Provided records =>
========================

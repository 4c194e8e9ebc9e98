//! Merge writer over the local tsfile format.

use crate::collaborators::{FileMerger, MergeOutput, MergeRequest};
use crate::error::{CoreError, CoreResult};
use crate::naming::TsFileName;
use crate::resource::FileResource;
use std::collections::BTreeMap;
use std::path::PathBuf;
use std::sync::Arc;
use tracing::debug;
use tslevel_storage::{DataPoint, Modification, TsFileReader, TsFileWriter};

/// Merges tsfiles point by point.
///
/// Every source is read in full, points deleted by that source's own
/// modifications are dropped, and on duplicate `(series, time)` keys the
/// later source wins. The result is written in key order and cut into a
/// new output whenever an output reaches the configured size; extra
/// outputs carry a split index in their name.
#[derive(Debug, Default, Clone, Copy)]
pub struct LocalFileMerger;

impl LocalFileMerger {
    /// Creates a merger.
    #[must_use]
    pub const fn new() -> Self {
        Self
    }
}

impl FileMerger for LocalFileMerger {
    fn merge(&self, request: &MergeRequest<'_>) -> CoreResult<MergeOutput> {
        let partition = request
            .sources
            .first()
            .map(|source| source.partition())
            .ok_or_else(|| CoreError::merge_failed("no source files"))?;
        if request.modifications.len() != request.sources.len() {
            return Err(CoreError::merge_failed(format!(
                "{} sources but {} modification lists",
                request.sources.len(),
                request.modifications.len()
            )));
        }
        let primary = TsFileName::from_path(request.target)?;
        let dir = request
            .target
            .parent()
            .ok_or_else(|| CoreError::merge_failed("target has no parent directory"))?;

        let mut merged: BTreeMap<(String, i64), f64> = BTreeMap::new();
        let mut applied: Vec<Modification> = Vec::new();
        for (source, modifications) in request.sources.iter().zip(request.modifications) {
            let reader = TsFileReader::open(source.path())?;
            let mut dropped = 0usize;
            for point in reader.into_points() {
                if modifications.iter().any(|m| m.covers(&point.series, point.time)) {
                    dropped += 1;
                    continue;
                }
                merged.insert((point.series, point.time), point.value);
            }
            for modification in modifications {
                if !applied.iter().any(|m| m.same_predicate(modification)) {
                    applied.push(modification.clone());
                }
            }
            debug!(source = %source.path().display(), dropped, "read merge source");
        }

        let mut outputs: Vec<PathBuf> = Vec::new();
        let mut writer = TsFileWriter::new(request.target);
        for ((series, time), value) in merged {
            if writer.point_count() > 0 && writer.encoded_len() >= request.target_file_size {
                let split = u32::try_from(outputs.len() + 1)
                    .map_err(|_| CoreError::merge_failed("too many merge outputs"))?;
                let next = TsFileWriter::new(&primary.with_split(split).in_dir(dir));
                let full = std::mem::replace(&mut writer, next);
                outputs.push(full.path().to_path_buf());
                full.finish()?;
            }
            writer.write(DataPoint::new(series, time, value))?;
        }
        outputs.push(writer.path().to_path_buf());
        writer.finish()?;

        let targets = outputs
            .into_iter()
            .map(|path| FileResource::open_sealed(path, partition).map(Arc::new))
            .collect::<CoreResult<Vec<_>>>()?;

        debug!(
            target = %request.target.display(),
            outputs = targets.len(),
            applied = applied.len(),
            "merge written"
        );
        Ok(MergeOutput { targets, applied })
    }
}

========================

Determine how many lines in the entries above hold the string "display", then report that number and nothing further.

Answer box => 2